- **Directions for this task**: Go through the entries, filter for the word "nether", and copy every line that has it.

Stored data entries
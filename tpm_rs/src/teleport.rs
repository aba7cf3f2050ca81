use crate::location::{BlockPos, Coordinates, LocationRecord};
use crate::registry::LocationRegistry;

/// Offset added to the horizontal block coordinates so the actor lands in the middle of the block.
pub const TELEPORT_OFFSET: f64 = 0.5;

#[derive(Debug, Clone, PartialEq)]
pub enum TeleportOutcome {
    Success {
        destination: Coordinates,
        admin_message: String,
        target_message: Option<String>,
    },
    NotFound {
        name: String,
    },
    CrossRegion {
        region: String,
    },
}

impl TeleportOutcome {
    pub fn is_success(&self) -> bool {
        matches!(self, TeleportOutcome::Success { .. })
    }

    /// The line shown to whoever issued the teleport.
    pub fn admin_message(&self) -> String {
        match self {
            TeleportOutcome::Success { admin_message, .. } => admin_message.clone(),
            TeleportOutcome::NotFound { name } => not_found_message(name),
            TeleportOutcome::CrossRegion { region } => {
                format!("Cannot teleport across dimensions. Location is in {region}")
            }
        }
    }
}

#[derive(Debug, Clone, PartialEq, Eq)]
pub enum RemoveOutcome {
    Removed(String),
    NotFound(String),
}

impl RemoveOutcome {
    pub fn is_removed(&self) -> bool {
        matches!(self, RemoveOutcome::Removed(_))
    }

    pub fn message(&self) -> String {
        match self {
            RemoveOutcome::Removed(name) => format!("Global location '{name}' removed."),
            RemoveOutcome::NotFound(name) => not_found_message(name),
        }
    }
}

fn not_found_message(name: &str) -> String {
    format!("Global location '{name}' not found.")
}

/// Save the actor's current position as `name`, replacing any waypoint of the same name.
pub fn set_location(region: &str, pos: BlockPos, registry: &mut LocationRegistry, name: &str) -> String {
    registry.add(name, LocationRecord::new(region, pos));
    log::debug!("Set global location `{name}` to {pos:?} in {region}");

    format!("Global location '{name}' set to {} {} {}", pos.x, pos.y, pos.z)
}

/// Decide whether an actor named `target_name`, currently in `target_region`, can be sent to waypoint `name`.
///
/// The actor isn't moved here, the caller applies the returned destination.
pub fn teleport(target_name: &str, target_region: &str, registry: &LocationRegistry, name: &str) -> TeleportOutcome {
    let Some(location) = registry.get(name) else {
        return TeleportOutcome::NotFound { name: name.to_string() };
    };

    if location.region() != target_region {
        return TeleportOutcome::CrossRegion {
            region: location.region().to_string(),
        };
    }

    TeleportOutcome::Success {
        destination: destination_of(location),
        admin_message: format!("Teleported player {target_name} to '{name}'."),
        target_message: Some(format!("You have been teleported to '{name}' by an admin.")),
    }
}

pub fn destination_of(location: &LocationRecord) -> Coordinates {
    Coordinates {
        x: f64::from(location.x()) + TELEPORT_OFFSET,
        y: f64::from(location.y()),
        z: f64::from(location.z()) + TELEPORT_OFFSET,
    }
}

pub fn remove_location(registry: &mut LocationRegistry, name: &str) -> RemoveOutcome {
    if registry.remove(name) {
        log::debug!("Removed global location `{name}`");
        RemoveOutcome::Removed(name.to_string())
    } else {
        RemoveOutcome::NotFound(name.to_string())
    }
}

pub fn list_locations(registry: &LocationRegistry) -> Vec<(String, LocationRecord)> {
    registry
        .iter()
        .map(|(name, location)| (name.clone(), location.clone()))
        .collect()
}

#[cfg(test)]
mod tests {
    use super::*;

    fn with_base() -> LocationRegistry {
        let mut registry = LocationRegistry::new();
        set_location("overworld", BlockPos::new(10, 64, -3), &mut registry, "base");
        registry
    }

    #[test]
    fn set_location_echoes_coordinates() {
        let mut registry = LocationRegistry::new();
        let message = set_location("overworld", BlockPos::new(10, 64, -3), &mut registry, "base");

        assert_eq!(message, "Global location 'base' set to 10 64 -3");
        assert_eq!(
            registry.get("base"),
            Some(&LocationRecord::new("overworld", BlockPos::new(10, 64, -3)))
        );
    }

    #[test]
    fn teleport_to_unknown_name_fails() {
        let outcome = teleport("Steve", "overworld", &LocationRegistry::new(), "home");

        assert!(!outcome.is_success());
        assert_eq!(outcome.admin_message(), "Global location 'home' not found.");
    }

    #[test]
    fn teleport_centers_on_block() {
        let outcome = teleport("Steve", "overworld", &with_base(), "base");

        assert_eq!(
            outcome,
            TeleportOutcome::Success {
                destination: Coordinates {
                    x: 10.5,
                    y: 64.0,
                    z: -2.5
                },
                admin_message: "Teleported player Steve to 'base'.".into(),
                target_message: Some("You have been teleported to 'base' by an admin.".into()),
            }
        );
    }

    #[test]
    fn teleport_across_regions_fails() {
        let outcome = teleport("Steve", "nether", &with_base(), "base");

        assert_eq!(
            outcome.admin_message(),
            "Cannot teleport across dimensions. Location is in overworld"
        );
    }

    #[test]
    fn remove_location_discriminates_outcomes() {
        let mut registry = with_base();

        let missing = remove_location(&mut registry, "home");
        assert!(!missing.is_removed());
        assert_eq!(missing.message(), "Global location 'home' not found.");

        let removed = remove_location(&mut registry, "base");
        assert!(removed.is_removed());
        assert_eq!(removed.message(), "Global location 'base' removed.");
    }

    #[test]
    fn list_locations_in_insertion_order() {
        let mut registry = with_base();
        assert!(list_locations(&LocationRegistry::new()).is_empty());

        set_location("nether", BlockPos::new(0, 40, 0), &mut registry, "portal");
        let names: Vec<_> = list_locations(&registry).into_iter().map(|(name, _)| name).collect();

        assert_eq!(names, vec!["base", "portal"]);
    }
}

- **Exercise response**:
        let outcome = teleport("Steve", "nether", &with_base(), "base");
        set_location("nether", BlockPos::new(0, 40, 0), &mut registry, "portal");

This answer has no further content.